I explored some literature on the subject, recommended to me by a fellow yogini. I found the book Eating Animals by Jonathan Safron Foer. The premise was of this father who had been an on-again-off-again vegetarian and wanted to know the truth about the food industry so as to know how to best raise his newborn child. When I learned about the horrors of factory farming, I vowed to stop eating meat for good. Not only do factory farming practices hurt the environment, they are often inhumane working environments for humans, encouraging violence towards animals and uncomfortable living conditions for the animals themselves. Don’t get me started on the slaughterhouse.
It was a personal decision, and I respect that not everyone can or should give up meat entirely but reading about where our food really comes from made me aware of how crazy our farming practices are, and for health along with ethical reasons, I knew I would never be able to look at my mom’s braised lamb the same way.
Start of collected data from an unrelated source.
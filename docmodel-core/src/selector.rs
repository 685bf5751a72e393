//! Selector normalization.
//!
//! A [`Selector`] describes which documents a query matches. It is canonicalized into a
//! filter whose display form is used as the query cache key.

use bson::{Bson, Document, doc, oid::ObjectId};

use crate::scheme::ID_KEY;

/// Length of the hexadecimal text form of an identifier.
pub const IDENTIFIER_HEX_LEN: usize = 24;

/// Input describing which documents a query should match.
#[derive(Debug, Clone, PartialEq)]
pub enum Selector {
    /// Every document in the collection.
    All,
    /// The document with the given identifier.
    Id(ObjectId),
    /// Any document whose identifier is in the set.
    Ids(Vec<ObjectId>),
    /// A string: an identifier if it is 24 hex characters, a raw filter value otherwise.
    Text(String),
    /// A raw filter document passed to the store unchanged.
    Filter(Document),
}

impl Selector {
    /// Normalizes the selector into the filter sent to the store.
    pub fn into_filter(self) -> Bson {
        match self {
            Selector::All => Bson::Document(Document::new()),
            Selector::Id(id) => Bson::Document(doc! { ID_KEY: id }),
            Selector::Ids(ids) => Bson::Document(doc! { ID_KEY: { "$in": ids } }),
            Selector::Text(text) => match parse_identifier(&text) {
                Some(id) => Bson::Document(doc! { ID_KEY: id }),
                None => Bson::String(text),
            },
            Selector::Filter(filter) => Bson::Document(filter),
        }
    }
}

/// Parses a string as an identifier if it has exactly the identifier's hex shape.
pub fn parse_identifier(text: &str) -> Option<ObjectId> {
    if text.len() != IDENTIFIER_HEX_LEN || !text.bytes().all(|b| b.is_ascii_hexdigit()) {
        return None;
    }

    ObjectId::parse_str(text).ok()
}

/// Returns the canonical textual form of a filter.
pub fn canonical_key(filter: &Bson) -> String {
    filter.to_string()
}

impl From<ObjectId> for Selector {
    fn from(id: ObjectId) -> Self {
        Selector::Id(id)
    }
}

impl From<&ObjectId> for Selector {
    fn from(id: &ObjectId) -> Self {
        Selector::Id(*id)
    }
}

impl From<Vec<ObjectId>> for Selector {
    fn from(ids: Vec<ObjectId>) -> Self {
        Selector::Ids(ids)
    }
}

impl From<&[ObjectId]> for Selector {
    fn from(ids: &[ObjectId]) -> Self {
        Selector::Ids(ids.to_vec())
    }
}

impl From<String> for Selector {
    fn from(text: String) -> Self {
        Selector::Text(text)
    }
}

impl From<&str> for Selector {
    fn from(text: &str) -> Self {
        Selector::Text(text.to_string())
    }
}

impl From<Document> for Selector {
    fn from(filter: Document) -> Self {
        Selector::Filter(filter)
    }
}

impl<T: Into<Selector>> From<Option<T>> for Selector {
    fn from(selector: Option<T>) -> Self {
        selector.map_or(Selector::All, Into::into)
    }
}
use async_trait::async_trait;
use bson::{Bson, Document};
use futures::{StreamExt, TryStreamExt};
use mongodb::{
    Client, Collection as MongoCollection,
    error::{Error as MongoError, ErrorKind, WriteFailure},
    options::{ClientOptions, FindOptions as MongoFindOptions, ReturnDocument},
};
use tracing::debug;

use docmodel_core::{
    backend::{Connector, DocumentCursor, FindOptions, StoreBackend, StoreBackendBuilder},
    error::{DocumentStoreError, DocumentStoreResult},
    link::Link,
    scheme::ID_KEY,
};

const DUPLICATE_KEY: i32 = 11000;

#[derive(Debug, Clone)]
pub struct MongoDbStore {
    client: Client,
    database: String,
}

impl MongoDbStore {
    pub fn new(client: Client, database: String) -> Self {
        Self { client, database }
    }

    pub fn builder(dsn: &str, database: &str) -> MongoDbStoreBuilder {
        MongoDbStoreBuilder::new(dsn, database)
    }

    /// Returns the name of the database this session is bound to.
    pub fn database(&self) -> &str {
        &self.database
    }

    fn get_collection(&self, collection_name: &str) -> MongoCollection<Document> {
        self.client
            .database(&self.database)
            .collection(collection_name)
    }
}

fn backend_error(e: MongoError) -> DocumentStoreError {
    DocumentStoreError::Backend(e.to_string())
}

fn is_duplicate_key(e: &MongoError) -> bool {
    match e.kind.as_ref() {
        ErrorKind::Write(WriteFailure::WriteError(write)) => write.code == DUPLICATE_KEY,
        _ => false,
    }
}

#[async_trait]
impl StoreBackend for MongoDbStore {
    async fn find(
        &self,
        collection: &str,
        filter: Document,
        options: FindOptions,
    ) -> DocumentStoreResult<DocumentCursor> {
        let mut find_options = MongoFindOptions::default();

        if let Some(limit) = options.limit {
            find_options.limit = Some(limit as i64);
        }
        if let Some(skip) = options.skip {
            find_options.skip = Some(skip as u64);
        }

        let cursor = self
            .get_collection(collection)
            .find(filter)
            .with_options(find_options)
            .await
            .map_err(backend_error)?;

        Ok(cursor
            .map_err(backend_error)
            .boxed())
    }

    async fn insert(&self, collection: &str, document: Document) -> DocumentStoreResult<()> {
        let id = document
            .get(ID_KEY)
            .map(|id| match id {
                Bson::ObjectId(id) => id.to_hex(),
                other => other.to_string(),
            })
            .unwrap_or_default();

        self.get_collection(collection)
            .insert_one(document)
            .await
            .map_err(|e| {
                if is_duplicate_key(&e) {
                    DocumentStoreError::DocumentAlreadyExists(id, collection.to_string())
                } else {
                    backend_error(e)
                }
            })?;

        Ok(())
    }

    async fn find_and_modify(
        &self,
        collection: &str,
        filter: Document,
        update: Document,
    ) -> DocumentStoreResult<Option<Document>> {
        self.get_collection(collection)
            .find_one_and_update(filter, update)
            .return_document(ReturnDocument::After)
            .await
            .map_err(backend_error)
    }

    async fn remove_all(&self, collection: &str, filter: Document) -> DocumentStoreResult<u64> {
        Ok(self
            .get_collection(collection)
            .delete_many(filter)
            .await
            .map_err(backend_error)?
            .deleted_count)
    }

    async fn shutdown(self) -> DocumentStoreResult<()> {
        self.client.shutdown().await;

        Ok(())
    }
}

pub struct MongoDbStoreBuilder {
    dsn: String,
    database: String,
}

impl MongoDbStoreBuilder {
    pub fn new(dsn: &str, database: &str) -> Self {
        Self {
            dsn: dsn.to_string(),
            database: database.to_string(),
        }
    }
}

#[async_trait]
impl StoreBackendBuilder for MongoDbStoreBuilder {
    type Backend = MongoDbStore;

    async fn build(self) -> DocumentStoreResult<Self::Backend> {
        let client = Client::with_options(
            ClientOptions::parse(&self.dsn)
                .await
                .map_err(|e| DocumentStoreError::Connection(e.to_string()))?,
        )
        .map_err(|e| DocumentStoreError::Connection(e.to_string()))?;
        debug!(database = %self.database, "mongodb client ready");

        Ok(MongoDbStore::new(client, self.database))
    }
}

/// Opens MongoDB sessions for named connections.
///
/// The link's `spec` is the connection string and `db_name` the database.
#[derive(Debug, Default, Clone, Copy)]
pub struct MongoDbConnector;

#[async_trait]
impl Connector for MongoDbConnector {
    type Backend = MongoDbStore;

    async fn connect(&self, link: &Link) -> DocumentStoreResult<Self::Backend> {
        MongoDbStoreBuilder::new(&link.spec, &link.db_name)
            .build()
            .await
    }
}
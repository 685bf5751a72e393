//! Relation expansion.
//!
//! Expansion replaces an unresolved [`Ref`](crate::reference::Ref) field with the document it
//! points to, on one document or on every element of a sequence:
//!
//! ```ignore
//! let mut posts = posts.find_all().all().await?;
//! let report = posts.expand(posts.iter_mut(), "author").await;
//!
//! for failure in &report.failures {
//!     eprintln!("post {} not expanded: {}", failure.index, failure.error);
//! }
//! ```

use bson::{Bson, Document, doc, oid::ObjectId};
use futures::StreamExt;
use std::collections::HashMap;
use tracing::{debug, warn};

use crate::{
    backend::{FindOptions, StoreBackend},
    error::{DocumentStoreError, DocumentStoreResult},
    model::Model,
    scheme::{FieldDescriptor, ID_KEY, Scheme},
    selector::canonical_key,
};

/// Outcome of expanding one field across a set of documents.
#[derive(Debug, Default)]
pub struct ExpandReport {
    /// References replaced with their document.
    pub resolved: usize,
    /// References that were already resolved.
    pub skipped: usize,
    /// Elements whose expansion failed; they are left unchanged.
    pub failures: Vec<ExpandFailure>,
}

impl ExpandReport {
    /// Returns `true` when no element failed.
    pub fn is_complete(&self) -> bool {
        self.failures.is_empty()
    }
}

/// One element that could not be expanded.
#[derive(Debug)]
pub struct ExpandFailure {
    /// Position of the element in the expanded sequence.
    pub index: usize,
    /// Why the element was skipped.
    pub error: DocumentStoreError,
}

type Fetched = HashMap<(String, ObjectId), Document>;

impl<S: Scheme, B: StoreBackend> Model<S, B> {
    /// Resolves the reference field exposed as `field` on every target.
    ///
    /// `field` is the output name of the field, not its declared name. Each target is
    /// expanded independently: a missing field, a field that is not a reference, or a
    /// dangling identifier is recorded in the report and leaves that target unchanged.
    /// Related documents are read from the collection of the referenced scheme; an
    /// identifier that appears more than once is read once.
    pub async fn expand<'a, I>(&self, targets: I, field: &str) -> ExpandReport
    where
        I: IntoIterator<Item = &'a mut S>,
    {
        let descriptor = S::field_by_output(field);
        let mut fetched = Fetched::new();
        let mut report = ExpandReport::default();

        for (index, target) in targets.into_iter().enumerate() {
            match self.expand_target(target, field, descriptor, &mut fetched).await {
                Ok(true) => report.resolved += 1,
                Ok(false) => report.skipped += 1,
                Err(error) => {
                    warn!(collection = %self.collection, field, index, error = %error, "unable to expand");
                    report.failures.push(ExpandFailure { index, error });
                }
            }
        }
        debug!(
            collection = %self.collection,
            field,
            resolved = report.resolved,
            skipped = report.skipped,
            failed = report.failures.len(),
            "expanded",
        );

        report
    }

    async fn expand_target(
        &self,
        target: &mut S,
        field: &str,
        descriptor: Option<&'static FieldDescriptor>,
        fetched: &mut Fetched,
    ) -> DocumentStoreResult<bool> {
        let descriptor = descriptor.ok_or_else(|| {
            DocumentStoreError::Expansion(field.to_string(), "field not found".into())
        })?;
        if !descriptor.is_reference() {
            return Err(DocumentStoreError::Expansion(
                field.to_string(),
                format!("field holds {:?}, not a reference", descriptor.kind),
            ));
        }

        let slot = target.reference_mut(descriptor.name).ok_or_else(|| {
            DocumentStoreError::Expansion(field.to_string(), "field is not writable".into())
        })?;
        if slot.is_resolved() {
            return Ok(false);
        }

        let id = slot.target_id().ok_or_else(|| {
            DocumentStoreError::Expansion(field.to_string(), "reference holds no identifier".into())
        })?;
        let key = (slot.target_collection(), id);

        let document = match fetched.get(&key) {
            Some(document) => document.clone(),
            None => {
                let document = self.fetch_related(&key.0, id).await?;
                fetched.insert(key, document.clone());
                document
            }
        };
        slot.resolve(document)?;

        Ok(true)
    }

    async fn fetch_related(&self, collection: &str, id: ObjectId) -> DocumentStoreResult<Document> {
        let filter = doc! { ID_KEY: id };
        let key = canonical_key(&Bson::Document(filter.clone()));
        let options = FindOptions {
            limit: Some(1),
            ..FindOptions::default()
        };

        self.guard("find", async {
            self.backend
                .find(collection, filter, options)
                .await?
                .next()
                .await
                .transpose()
        })
        .await?
        .ok_or_else(|| DocumentStoreError::NotFound(collection.to_string(), key))
    }
}
//! Scheme descriptors and their static field tables.
//!
//! A [`Scheme`] is an application-defined record shape stored in its own collection.
//! A [`Record`] is any record-shaped type with a field table, including structures
//! embedded inside a scheme. Both are normally implemented with the derive macros:
//!
//! ```ignore
//! use docmodel::prelude::*;
//! use serde::{Serialize, Deserialize};
//!
//! #[derive(Debug, Clone, Default, Serialize, Deserialize, Record)]
//! pub struct Address {
//!     pub city: String,
//!     #[scheme(hidden)]
//!     pub geohash: String,
//! }
//!
//! #[derive(Debug, Clone, Default, Serialize, Deserialize, Scheme)]
//! pub struct UserScheme {
//!     #[serde(rename = "_id")]
//!     pub id: ObjectId,
//!     pub name: String,
//!     #[scheme(hidden)]
//!     pub password: String,
//!     #[scheme(nested)]
//!     pub address: Option<Address>,
//! }
//!
//! assert_eq!(UserScheme::collection_name(), "Users");
//! ```

use bson::oid::ObjectId;
use serde::{Serialize, de::DeserializeOwned};

use crate::reference::ReferenceSlot;

/// Storage key of the identifier in every stored document.
pub const ID_KEY: &str = "_id";

/// Function returning the field table of a record type.
pub type FieldTable = fn() -> &'static [FieldDescriptor];

/// What a declared field holds, as far as expansion and introspection are concerned.
#[derive(Clone, Copy)]
pub enum FieldKind {
    /// A value that is copied as-is.
    Plain,
    /// The document identifier.
    Identifier,
    /// A record-shaped value (or a sequence or option of one), described by its own table.
    Nested(FieldTable),
    /// A [`Ref`](crate::reference::Ref) to a document of another scheme.
    Reference(FieldTable),
}

impl std::fmt::Debug for FieldKind {
    fn fmt(&self, f: &mut std::fmt::Formatter<'_>) -> std::fmt::Result {
        match self {
            FieldKind::Plain => f.write_str("Plain"),
            FieldKind::Identifier => f.write_str("Identifier"),
            FieldKind::Nested(_) => f.write_str("Nested"),
            FieldKind::Reference(_) => f.write_str("Reference"),
        }
    }
}

/// Static description of one declared field of a record.
#[derive(Debug, Clone, Copy)]
pub struct FieldDescriptor {
    /// The declared Rust field name.
    pub name: &'static str,
    /// The key the field is stored under.
    pub key: &'static str,
    /// The name the field is exposed under by the encoder and looked up by in expansion.
    pub output: &'static str,
    /// Whether the field is excluded from encoded output.
    pub hidden: bool,
    /// What the field holds.
    pub kind: FieldKind,
}

impl FieldDescriptor {
    /// Returns `true` when the field holds a reference to another scheme.
    pub fn is_reference(&self) -> bool {
        matches!(self.kind, FieldKind::Reference(_))
    }

    /// Returns `true` when the field is the document identifier.
    pub fn is_identifier(&self) -> bool {
        matches!(self.kind, FieldKind::Identifier)
    }
}

/// A record-shaped type with a static field table.
pub trait Record: Serialize + DeserializeOwned + Send + Sync + 'static {
    /// Returns the declared fields in declaration order.
    fn fields() -> &'static [FieldDescriptor];

    /// Returns the reference slot for a declared field name, if the field is a reference.
    fn reference_mut(&mut self, _field: &str) -> Option<&mut dyn ReferenceSlot> {
        None
    }

    /// Looks a field up by its output name.
    fn field_by_output(output: &str) -> Option<&'static FieldDescriptor> {
        Self::fields()
            .iter()
            .find(|field| field.output == output)
    }
}

/// A record type stored in its own collection.
pub trait Scheme: Record {
    /// Returns the type name the collection name is derived from.
    fn scheme_name() -> &'static str;

    /// Returns the name of the collection this scheme is stored in.
    fn collection_name() -> String {
        collection_name(Self::scheme_name())
    }

    /// Returns the document identifier, if the scheme declares one.
    fn id(&self) -> Option<&ObjectId>;

    /// Returns the identifier field for assignment, if the scheme declares one.
    fn id_mut(&mut self) -> Option<&mut ObjectId>;

    /// Returns the descriptor of the identifier field.
    fn identifier_field() -> Option<&'static FieldDescriptor> {
        Self::fields()
            .iter()
            .find(|field| field.is_identifier())
    }
}

/// Derives a collection name from a scheme name.
///
/// The trailing `Scheme` suffix is stripped, the first letter is upper-cased and an `s`
/// is appended: `UserScheme` becomes `Users`, `post` becomes `Posts`.
pub fn collection_name(scheme_name: &str) -> String {
    let base = scheme_name
        .strip_suffix("Scheme")
        .unwrap_or(scheme_name);
    let mut chars = base.chars();

    let mut name = match chars.next() {
        Some(first) => first
            .to_uppercase()
            .chain(chars)
            .collect::<String>(),
        None => String::new(),
    };
    name.push('s');

    name
}

#[cfg(test)]
mod tests {
    use super::*;

    #[test]
    fn collection_name_strips_suffix_and_pluralizes() {
        assert_eq!(collection_name("UserScheme"), "Users");
        assert_eq!(collection_name("PhoneScheme"), "Phones");
        assert_eq!(collection_name("Post"), "Posts");
    }

    #[test]
    fn collection_name_title_cases() {
        assert_eq!(collection_name("comment"), "Comments");
        assert_eq!(collection_name("orderLineScheme"), "OrderLines");
    }

    #[test]
    fn collection_name_only_strips_trailing_suffix() {
        assert_eq!(collection_name("SchemeRegistry"), "SchemeRegistrys");
        assert_eq!(collection_name("Scheme"), "s");
    }
}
By exploring the idea of vegetarianism, and educating myself on farming practices, I was questioning the norms of our fast-food-driven culture. I think it can be important to take a deeper look into our own system to see whether we actually agree with the actions we make and the behaviors we follow. It’s scary to learn what’s really going on behind the scenes but once you learn it’s impossible not to ignore.
The transition wasn’t completely easy – especially due to the stigma associated with vegetarianism. My mom begged me to eat a ham sandwich almost every day the first week, and I was pretty convinced that she secretly started cooking my meals with bacon grease to sneak in some extra B12 and protein that every meat-eater will assure you that you’re lacking.
Once I began living on my own and could cook meals for myself, I found some incredible recipes and honestly grew comfortable with my meatless diet. It’s perfectly possible, and still awesome to live without it! A lot of people expect that it’s problematic to be a vegetarian when eating out, but I have rarely, if ever, had any issues, as every restaurant that I have ever been to has either had vegetarian options or was willing to accommodate my needs.
It’s all about doing what’s right for your body – I feel more energetic when I eat lots of vegetables and I have a cleaner conscience knowing that I no longer support factory farming of animals. If you’re not ready to commit to a new lifestyle, it’s easy to at least cut back on meat consumption by trying the classic “Meatless Monday,” which offers a great opportunity to cook a healthy dinner and enjoy all the amazing benefits that the veggie life has to offer.